#### [Your task]
Please retype, unchanged, each line from the top of the material below through the line where "use std::path::PathBuf;" appears.
■ ■ ■ ■
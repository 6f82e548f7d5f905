//! Bicon CLI - Command-line interface for Bicon
//!
//! Loads graphs in `{vertices, connections}` notation and runs the
//! biconnected component decomposition over them.

use clap::{Parser, Subcommand};
use colored::Colorize;
use std::path::PathBuf;
use tracing_subscriber::{layer::SubscriberExt, util::SubscriberInitExt};

mod commands;
mod config;

use config::Config;

#[derive(Parser)]
#[command(name = "bicon")]
#[command(author = "Bicon Contributors")]
#[command(version)]
#[command(about = "Biconnected component decomposition for hand-drawn graphs", long_about = None)]
struct Cli {
    /// Enable verbose output
    #[arg(short, long, global = true)]
    verbose: bool,

    /// Config file (defaults to <config dir>/bicon/config.json)
    #[arg(long, global = true)]
    config: Option<PathBuf>,

    #[command(subcommand)]
    command: Commands,
}

#[derive(Subcommand)]
enum Commands {
    /// Write a default config file
    Init {
        /// Where to write it (defaults to the platform config dir)
        path: Option<PathBuf>,
    },

    /// List the biconnected components of a graph
    Components {
        /// Notation file, or `-` for stdin
        file: PathBuf,

        /// Output as JSON instead of formatted text
        #[arg(long)]
        json: bool,
    },

    /// List the articulation points of a graph
    Articulation {
        /// Notation file, or `-` for stdin
        file: PathBuf,

        /// Output as JSON instead of formatted text
        #[arg(long)]
        json: bool,
    },

    /// Print edges in depth-first order
    Walk {
        /// Notation file, or `-` for stdin
        file: PathBuf,
    },

    /// Re-export a graph in depth-first order
    Export {
        /// Notation file, or `-` for stdin
        file: PathBuf,

        /// Output file (defaults to stdout)
        #[arg(short, long)]
        output: Option<PathBuf>,
    },

    /// Show graph statistics
    Stats {
        /// Notation file, or `-` for stdin
        file: PathBuf,
    },
}

fn main() {
    let cli = Cli::parse();

    let config = match Config::load(cli.config.as_deref()) {
        Ok(config) => config,
        Err(e) => fail(&e),
    };
    colored::control::set_override(config.color);

    // Set up logging
    let filter = config.log_filter(cli.verbose, std::env::var(config::LOG_ENV).ok());
    tracing_subscriber::registry()
        .with(
            tracing_subscriber::fmt::layer()
                .with_writer(std::io::stderr)
                .with_target(false),
        )
        .with(tracing_subscriber::EnvFilter::new(filter))
        .init();

    let result = match cli.command {
        Commands::Init { path } => match path.or_else(Config::default_path) {
            Some(path) => commands::init(&path),
            None => Err("no config directory on this platform; pass a path".into()),
        },
        Commands::Components { file, json } => commands::components(&file, json, &config),
        Commands::Articulation { file, json } => commands::articulation(&file, json),
        Commands::Walk { file } => commands::walk(&file),
        Commands::Export { file, output } => commands::export(&file, output.as_deref(), &config),
        Commands::Stats { file } => commands::stats(&file),
    };

    if let Err(e) = result {
        fail(e.as_ref());
    }
}

fn fail(e: &dyn std::error::Error) -> ! {
    eprintln!("{} {}", "error:".red().bold(), e);
    let mut cause = e.source();
    while let Some(inner) = cause {
        eprintln!("  {} {}", "caused by:".red(), inner);
        cause = inner.source();
    }
    std::process::exit(1);
}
■ ■ ■ ■
#### [Response to this task]
repository 6f82e548f7d5f905
//! Bicon CLI - Command-line interface for Bicon
//!
//! Loads graphs in `{vertices, connections}` notation and runs the
//! biconnected component decomposition over them.

use clap::{Parser, Subcommand};
use colored::Colorize;
use std::path::PathBuf;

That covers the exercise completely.